We’ve Been Here Before – How companies survived earlier economic storms

This isn’t the first time companies have had to weather economic storms. And although no two economic crises are exactly alike, there are powerful lessons to be learned from the past.

To understand how companies survived — or even thrived in — previous harsh times, we talked to Nancy F. Koehn, a business historian, author and professor of business administration at Harvard Business School. Here are excerpts of that conversation.

Getting Out of a Pickle

THE WALL STREET JOURNAL: What are some of your favorite examples of companies surviving a downturn?

NANCY KOEHN: The first one that comes to mind is Henry Heinz, who founded the Heinz Co. back in 1869.

He’s getting the thing going, selling mostly horseradish and pickles out of Pittsburgh — and growing very quickly. He’s a brilliant salesman.

Guy Billout

Very suddenly in 1875, a banking crisis makes it extremely difficult for him to get short-term credit — it’s just the kind of issue we’re reading about in the papers now — and he goes belly up. He has to sell his parents’ furniture to pay the liens on his equipment. And in three months, he’s back at it again.

WSJ: How did he do it?

MS. KOEHN: He figured out ways to get his employees to come back and delay wages. He managed to get some of the people that he had rented equipment to, to rent the equipment back to him at half price.

Within a year, he brought ketchup out and is back on his way with some very important lessons and some important innovations.

The first lesson is: Get yourself into business with very trustworthy people, because one of the reasons the business goes quickly bankrupt in the credit crisis is because his partners basically bail out on him. Second, make sure you understand what your demand is. Third, collect your accounts receivable quickly.

And innovation is critical. Heinz, by bringing out ketchup and a bunch of other related products, created and fed a market.

WSJ: What prompted him to decide to start a new product when he’d just gone through this failure?

MS. KOEHN: He is just thinking, “What else can I sell consumers that is affordable and that builds on my own expertise?” So it’s a combination of what do I have, what do I know about, and what do consumers need?

[The Journal Report: Weathering the Storm] Stuart CahillNancy F. Koehn

WSJ: What role does marketing play in downturns?

MS. KOEHN: It is in the early 1930s [during the Depression] that Procter & Gamble Co. says, “We are going to market the hell out of our products, and we’re going to do it on radio,” which was like the Internet of the time, “and we’re going to sponsor these little dramas.” That’s how they came to be called soap operas. So [one lesson in downturns] is market, market. Don’t cut back on marketing.
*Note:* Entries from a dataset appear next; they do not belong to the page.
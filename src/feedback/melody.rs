//! Tick-driven melody sequencer.
//!
//! A melody is an owned list of [`Note`]s.  The player is advanced once per
//! render frame and only touches the buzzer at note boundaries, so a
//! melody never blocks the frame cadence or the scan loop.

use serde::{Deserialize, Serialize};

use crate::app::ports::AudioPort;

/// One note.  `frequency_hz == 0` or `volume == 0` is a rest.
#[derive(Debug, Clone, Copy, PartialEq, Eq, Serialize, Deserialize)]
pub struct Note {
    pub frequency_hz: u32,
    pub duration_ms: u32,
    /// 0–255, mapped onto PWM duty by the buzzer driver.
    pub volume: u8,
}

impl Note {
    pub const fn new(frequency_hz: u32, duration_ms: u32, volume: u8) -> Self {
        Self {
            frequency_hz,
            duration_ms,
            volume,
        }
    }

    pub const fn rest(duration_ms: u32) -> Self {
        Self::new(0, duration_ms, 0)
    }

    pub const fn is_rest(&self) -> bool {
        self.frequency_hz == 0 || self.volume == 0
    }
}

/// Plays one melody at a time; starting a new one replaces the current.
#[derive(Debug, Default)]
pub struct MelodyPlayer {
    notes: Vec<Note>,
    next: usize,
    /// Ticks left on the sounding note.
    remaining: u32,
    playing: bool,
}

impl MelodyPlayer {
    pub fn new() -> Self {
        Self::default()
    }

    /// Queue `melody` from the top.  The first note sounds on the next tick.
    pub fn start(&mut self, melody: &[Note]) {
        self.notes.clear();
        self.notes.extend_from_slice(melody);
        self.next = 0;
        self.remaining = 0;
        self.playing = !melody.is_empty();
    }

    pub fn is_playing(&self) -> bool {
        self.playing
    }

    /// Advance by one frame of `tick_ms`.
    pub fn tick<A: AudioPort>(&mut self, audio: &mut A, tick_ms: u32) {
        if !self.playing {
            return;
        }
        if self.remaining == 0 {
            let Some(note) = self.notes.get(self.next).copied() else {
                audio.silence();
                self.playing = false;
                return;
            };
            if note.is_rest() {
                audio.silence();
            } else {
                audio.tone(note.frequency_hz, note.volume);
            }
            self.remaining = note.duration_ms.div_ceil(tick_ms.max(1)).max(1);
            self.next += 1;
        }
        self.remaining -= 1;
    }

    /// Cut the current melody short.
    pub fn stop<A: AudioPort>(&mut self, audio: &mut A) {
        if self.playing {
            audio.silence();
        }
        self.playing = false;
        self.notes.clear();
    }
}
WSJ: What are some of the more unusual downturn strategies you’ve studied?

MS. KOEHN: I think what Tom Watson Sr. did at [International Business Machines Corp.] during the Great Depression is kind of crazy.

In 1932, he announces that IBM will spend $1 million to build a stand-alone R&D lab [for punch-card tabulating machines] in Endicott, N.Y. Everybody else in this game is slicing R&D. Watson is actually employing more people, building more machines and still telling the factory that even if he can’t sell them, to keep adding to inventory. This puts a tremendous amount of pressure on the business. They’re not selling all the machines.

By 1935, [President Franklin Delano] Roosevelt signs the Social Security Act, and that creates an enormous new market for data processing on the part of companies and on the part of the government. It’s an interesting example of someone who really believed that what he was making had a market and that the market would come back sooner than later.

Too Much Hunkering Down

WSJ: When you’re watching the headlines in the financial press right now, do you think companies are doing too much hunkering down?

MS. KOEHN: I do. At a general level, American business leaders and other managers have spent months in fear mode — primarily in a reactive, fear-driven, fast-acting mode. That is very natural given the shock and speed of this downturn.

WSJ: What leadership traits are required of CEOs now?

MS. KOEHN: Leaders need to think and act as entrepreneurs. One of my colleagues here at Harvard Business School, Howard Stevenson, once defined entrepreneurship as “the relentless pursuit of opportunity without regard to resources currently controlled.” The spirit of this definition is important right now. We have to be thinking — as many are already — about the opportunities that lie nestled within the turbulence all around.